§ **EXERCISE GOAL**
As the answer, give every line of the records that includes the word "ArrayData".
Top of EXTRACTED ENTRIES
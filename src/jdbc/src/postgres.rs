// Copyright Materialize, Inc. and contributors. All rights reserved.
//
// Use of this software is governed by the Business Source License
// included in the LICENSE file.
//
// As of the Change Date specified in that file, in accordance with
// the Business Source License, use of this software will be governed
// by the Apache License, Version 2.0.

//! The PostgreSQL codec table.
//!
//! PostgreSQL adds array support on top of the scalar codecs. Arrays of any
//! supported element type can be read, including nested arrays. Only arrays
//! of `INTEGER`, `BOOLEAN`, `BIGINT`, `FLOAT`, `DOUBLE` and `SMALLINT` can be
//! written, as a [`NativeArray`]. Other array columns get an encoder that
//! fails each time it is used, so a row type may contain them as long as
//! they are only ever read.

use rowconv_repr::{ArrayData, ArrayError, Datum, LogicalType, LogicalTypeRoot};
use tracing::debug;

use crate::base::JdbcCodecs;
use crate::codec::{write_with, CodecTable, Decoder, Encoder};
use crate::{ConvertError, NativeArray, Value};

/// Codecs for PostgreSQL columns.
///
/// Non-array types are handled by the wrapped table `B`.
#[derive(Clone, Debug, Default)]
pub struct PostgresCodecs<B = JdbcCodecs> {
    base: B,
}

impl PostgresCodecs {
    pub fn new() -> PostgresCodecs {
        PostgresCodecs::default()
    }
}

impl<B: CodecTable> PostgresCodecs<B> {
    /// Constructs a table that delegates non-array types to `base`.
    pub fn with_base(base: B) -> PostgresCodecs<B> {
        PostgresCodecs { base }
    }

    pub fn base(&self) -> &B {
        &self.base
    }

    fn array_decoder(&self, element: &LogicalType) -> Result<Decoder, ConvertError> {
        let class = element.internal_class();
        let element_decoder = self.nullable_internal_converter(element)?;
        Ok(Decoder::new(move |value| match value {
            Value::Array(array) => {
                let elements = array
                    .elements()
                    .map(|element| element_decoder.decode(element.as_deref()))
                    .collect::<Result<Vec<_>, _>>()?;
                Ok(Datum::Array(ArrayData::new(class, elements)?))
            }
            value => Err(ConvertError::value_mismatch("array", value)),
        }))
    }

    fn array_encoder(&self, element: &LogicalType) -> Encoder {
        match element.root() {
            LogicalTypeRoot::Integer => {
                native_array_writer(ArrayData::to_int_array, NativeArray::Int4)
            }
            LogicalTypeRoot::Boolean => {
                native_array_writer(ArrayData::to_boolean_array, NativeArray::Bool)
            }
            LogicalTypeRoot::BigInt => {
                native_array_writer(ArrayData::to_long_array, NativeArray::Int8)
            }
            LogicalTypeRoot::Float => {
                native_array_writer(ArrayData::to_float_array, NativeArray::Float4)
            }
            LogicalTypeRoot::Double => {
                native_array_writer(ArrayData::to_double_array, NativeArray::Float8)
            }
            LogicalTypeRoot::SmallInt => {
                native_array_writer(ArrayData::to_short_array, NativeArray::Int2)
            }
            _ => {
                debug!(
                    converter = self.converter_name(),
                    %element,
                    "array columns of this element type cannot be written"
                );
                Encoder::UnsupportedArray {
                    converter: self.converter_name(),
                }
            }
        }
    }
}

impl<B: CodecTable> CodecTable for PostgresCodecs<B> {
    fn converter_name(&self) -> &'static str {
        "PostgreSQL"
    }

    fn internal_converter(&self, ty: &LogicalType) -> Result<Decoder, ConvertError> {
        match ty {
            LogicalType::Array(element) => self.array_decoder(element),
            _ => self.base.internal_converter(ty),
        }
    }

    fn external_converter(&self, ty: &LogicalType) -> Result<Encoder, ConvertError> {
        match ty {
            LogicalType::Array(element) => Ok(self.array_encoder(element)),
            _ => self.base.external_converter(ty),
        }
    }
}

/// Builds an encoder that binds an array field as a [`NativeArray`].
fn native_array_writer<T, F, G>(to_native: F, wrap: G) -> Encoder
where
    F: Fn(&ArrayData) -> Result<Vec<T>, ArrayError> + Send + Sync + 'static,
    G: Fn(Vec<T>) -> NativeArray + Send + Sync + 'static,
{
    write_with(move |datum| match datum {
        Datum::Array(array) => Ok(Value::NativeArray(wrap(to_native(array)?))),
        datum => Err(ConvertError::datum_mismatch("array", datum)),
    })
}
// Copyright Materialize, Inc. and contributors. All rights reserved.
//
// Use of this software is governed by the Business Source License
// included in the LICENSE file.
//
// As of the Change Date specified in that file, in accordance with
// the Business Source License, use of this software will be governed
// by the Apache License, Version 2.0.

//! Fixed-precision decimals.

use std::fmt;

use rust_decimal::Decimal;

/// The maximum number of digits a [`DecimalData`] can hold.
pub const DECIMAL_MAX_PRECISION: u8 = 38;

/// An exact decimal number in the internal row format.
///
/// The value is `unscaled * 10^-scale` and never has more than `precision`
/// digits.
#[derive(Clone, Copy, Debug, Eq, PartialEq, Hash)]
pub struct DecimalData {
    unscaled: i128,
    precision: u8,
    scale: u8,
}

impl DecimalData {
    /// Converts `value` to a decimal with the given precision and scale.
    ///
    /// The value is rounded half-up to `scale` digits after the decimal
    /// point. Returns `None` if the rounded value does not fit in `precision`
    /// digits.
    pub fn from_decimal(value: Decimal, precision: u8, scale: u8) -> Option<DecimalData> {
        DecimalData::from_parts(value.mantissa(), value.scale(), precision, scale)
    }

    /// Like [`DecimalData::from_decimal`], but for the value
    /// `mantissa * 10^-value_scale`.
    pub fn from_parts(
        mantissa: i128,
        value_scale: u32,
        precision: u8,
        scale: u8,
    ) -> Option<DecimalData> {
        if precision == 0 || precision > DECIMAL_MAX_PRECISION || scale > precision {
            return None;
        }
        let unscaled = rescale(mantissa, value_scale, u32::from(scale))?;
        if unscaled.unsigned_abs() >= 10u128.pow(u32::from(precision)) {
            return None;
        }
        Some(DecimalData {
            unscaled,
            precision,
            scale,
        })
    }

    pub fn unscaled(&self) -> i128 {
        self.unscaled
    }

    pub fn precision(&self) -> u8 {
        self.precision
    }

    pub fn scale(&self) -> u8 {
        self.scale
    }

    /// Converts this decimal to a [`Decimal`], which holds at most 28 digits
    /// after the decimal point and 96 bits of mantissa.
    pub fn to_decimal(&self) -> Option<Decimal> {
        Decimal::try_from_i128_with_scale(self.unscaled, u32::from(self.scale)).ok()
    }
}

impl fmt::Display for DecimalData {
    fn fmt(&self, f: &mut fmt::Formatter) -> fmt::Result {
        let digits = self.unscaled.unsigned_abs().to_string();
        let scale = usize::from(self.scale);
        if self.unscaled < 0 {
            f.write_str("-")?;
        }
        if scale == 0 {
            return f.write_str(&digits);
        }
        if digits.len() <= scale {
            write!(f, "0.{:0>width$}", digits, width = scale)
        } else {
            let (int, frac) = digits.split_at(digits.len() - scale);
            write!(f, "{}.{}", int, frac)
        }
    }
}

/// Moves `mantissa` from scale `from` to scale `to`, rounding half away from
/// zero when digits are dropped.
fn rescale(mantissa: i128, from: u32, to: u32) -> Option<i128> {
    if from <= to {
        return mantissa.checked_mul(10i128.checked_pow(to - from)?);
    }
    let divisor = match 10i128.checked_pow(from - to) {
        Some(divisor) => divisor,
        // |mantissa| < 10^39 / 2, so it rounds to zero.
        None => return Some(0),
    };
    let quotient = mantissa / divisor;
    let remainder = mantissa % divisor;
    if remainder.unsigned_abs() * 2 >= divisor.unsigned_abs() {
        Some(quotient + mantissa.signum())
    } else {
        Some(quotient)
    }
}
// Copyright Materialize, Inc. and contributors. All rights reserved.
//
// Use of this software is governed by the Business Source License
// included in the LICENSE file.
//
// As of the Change Date specified in that file, in accordance with
// the Business Source License, use of this software will be governed
// by the Apache License, Version 2.0.

//! Per-column codecs and the tables that build them.
//!
//! A [`CodecTable`] turns a [`LogicalType`] into a [`Decoder`], which converts
//! driver values into datums, and an [`Encoder`], which binds a row's field as
//! a statement parameter. Codecs are built once per column and then reused for
//! every row; they hold no mutable state and may be shared across threads.

use std::fmt;

use postgres_types::Type;
use rowconv_repr::{Datum, LogicalType, RowData};

use crate::types::pg_type;
use crate::{ConvertError, ParameterSink, Value};

type DecodeFn = dyn Fn(&Value) -> Result<Datum, ConvertError> + Send + Sync;

type EncodeFn =
    dyn Fn(&RowData, usize, &mut dyn ParameterSink) -> Result<(), ConvertError> + Send + Sync;

/// Converts driver values of one logical type into datums.
pub struct Decoder {
    decode: Box<DecodeFn>,
    nullable: bool,
}

impl Decoder {
    /// Constructs a decoder from a conversion of non-null values. The decoder
    /// rejects NULL until [`Decoder::into_nullable`] is called.
    pub fn new<F>(decode: F) -> Decoder
    where
        F: Fn(&Value) -> Result<Datum, ConvertError> + Send + Sync + 'static,
    {
        Decoder {
            decode: Box::new(decode),
            nullable: false,
        }
    }

    /// Makes this decoder map NULL to [`Datum::Null`].
    pub fn into_nullable(mut self) -> Decoder {
        self.nullable = true;
        self
    }

    pub fn is_nullable(&self) -> bool {
        self.nullable
    }

    /// Decodes `value`, where `None` is SQL NULL.
    pub fn decode(&self, value: Option<&Value>) -> Result<Datum, ConvertError> {
        match value {
            Some(value) => (self.decode)(value),
            None if self.nullable => Ok(Datum::Null),
            None => Err(ConvertError::TypeMismatch {
                expected: "non-null value",
                found: "null",
            }),
        }
    }
}

impl fmt::Debug for Decoder {
    fn fmt(&self, f: &mut fmt::Formatter) -> fmt::Result {
        f.debug_struct("Decoder")
            .field("nullable", &self.nullable)
            .finish_non_exhaustive()
    }
}

/// Binds one field of a row as a statement parameter.
pub enum Encoder {
    /// Binds the field with the contained function.
    Write(Box<EncodeFn>),
    /// Fails every time it is invoked, because the named converter cannot
    /// write the column's array type.
    ///
    /// A column of such a type may still appear in a row type as long as it
    /// is never written.
    UnsupportedArray { converter: &'static str },
}

impl Encoder {
    pub fn new<F>(encode: F) -> Encoder
    where
        F: Fn(&RowData, usize, &mut dyn ParameterSink) -> Result<(), ConvertError>
            + Send
            + Sync
            + 'static,
    {
        Encoder::Write(Box::new(encode))
    }

    /// Makes this encoder bind a NULL of `null_type` when the field is null.
    ///
    /// [`Encoder::UnsupportedArray`] is returned unchanged and keeps failing
    /// for null fields too.
    pub fn into_nullable(self, null_type: Type) -> Encoder {
        match self {
            Encoder::Write(encode) => Encoder::new(move |row, index, sink| {
                if row.is_null_at(index) {
                    sink.set_null(index, &null_type)
                } else {
                    encode(row, index, sink)
                }
            }),
            unsupported @ Encoder::UnsupportedArray { .. } => unsupported,
        }
    }

    /// Binds field `index` of `row` as parameter `index` of `sink`.
    pub fn encode(
        &self,
        row: &RowData,
        index: usize,
        sink: &mut dyn ParameterSink,
    ) -> Result<(), ConvertError> {
        match self {
            Encoder::Write(encode) => encode(row, index, sink),
            Encoder::UnsupportedArray { converter } => {
                Err(ConvertError::UnsupportedArrayWrite {
                    converter: *converter,
                })
            }
        }
    }
}

impl fmt::Debug for Encoder {
    fn fmt(&self, f: &mut fmt::Formatter) -> fmt::Result {
        match self {
            Encoder::Write(_) => f.write_str("Encoder::Write(..)"),
            Encoder::UnsupportedArray { converter } => f
                .debug_struct("Encoder::UnsupportedArray")
                .field("converter", converter)
                .finish(),
        }
    }
}

/// A table of codecs for the logical types a driver supports.
///
/// Implementations override [`CodecTable::internal_converter`] and
/// [`CodecTable::external_converter`] for the types they handle and delegate
/// the rest to a wrapped table.
pub trait CodecTable: Send + Sync {
    /// The name of the database this table converts for, used in error
    /// messages.
    fn converter_name(&self) -> &'static str;

    /// Builds a decoder for non-null values of `ty`.
    fn internal_converter(&self, ty: &LogicalType) -> Result<Decoder, ConvertError>;

    /// Builds an encoder for non-null fields of `ty`.
    fn external_converter(&self, ty: &LogicalType) -> Result<Encoder, ConvertError>;

    /// Builds a decoder for values of `ty` that maps NULL to NULL.
    fn nullable_internal_converter(&self, ty: &LogicalType) -> Result<Decoder, ConvertError> {
        Ok(self.internal_converter(ty)?.into_nullable())
    }

    /// Builds an encoder for fields of `ty` that binds null fields as typed
    /// NULLs.
    fn nullable_external_converter(&self, ty: &LogicalType) -> Result<Encoder, ConvertError> {
        Ok(self.external_converter(ty)?.into_nullable(pg_type(ty)))
    }
}

/// Returns field `index` of `row`.
pub(crate) fn row_field(row: &RowData, index: usize) -> Result<&Datum, ConvertError> {
    row.field(index).ok_or(ConvertError::FieldIndex {
        index,
        arity: row.arity(),
    })
}

/// Builds an encoder that converts the field with `to_value` and binds the
/// result.
pub(crate) fn write_with<F>(to_value: F) -> Encoder
where
    F: Fn(&Datum) -> Result<Value, ConvertError> + Send + Sync + 'static,
{
    Encoder::new(move |row, index, sink| {
        let value = to_value(row_field(row, index)?)?;
        sink.set_value(index, value)
    })
}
Bottom of EXTRACTED ENTRIES
§ **WRITTEN SOLUTION**
use rowconv_repr::{ArrayData, ArrayError, Datum, LogicalType, LogicalTypeRoot};
                Ok(Datum::Array(ArrayData::new(class, elements)?))
                native_array_writer(ArrayData::to_int_array, NativeArray::Int4)
                native_array_writer(ArrayData::to_boolean_array, NativeArray::Bool)
                native_array_writer(ArrayData::to_long_array, NativeArray::Int8)
                native_array_writer(ArrayData::to_float_array, NativeArray::Float4)
                native_array_writer(ArrayData::to_double_array, NativeArray::Float8)
                native_array_writer(ArrayData::to_short_array, NativeArray::Int2)
    F: Fn(&ArrayData) -> Result<Vec<T>, ArrayError> + Send + Sync + 'static,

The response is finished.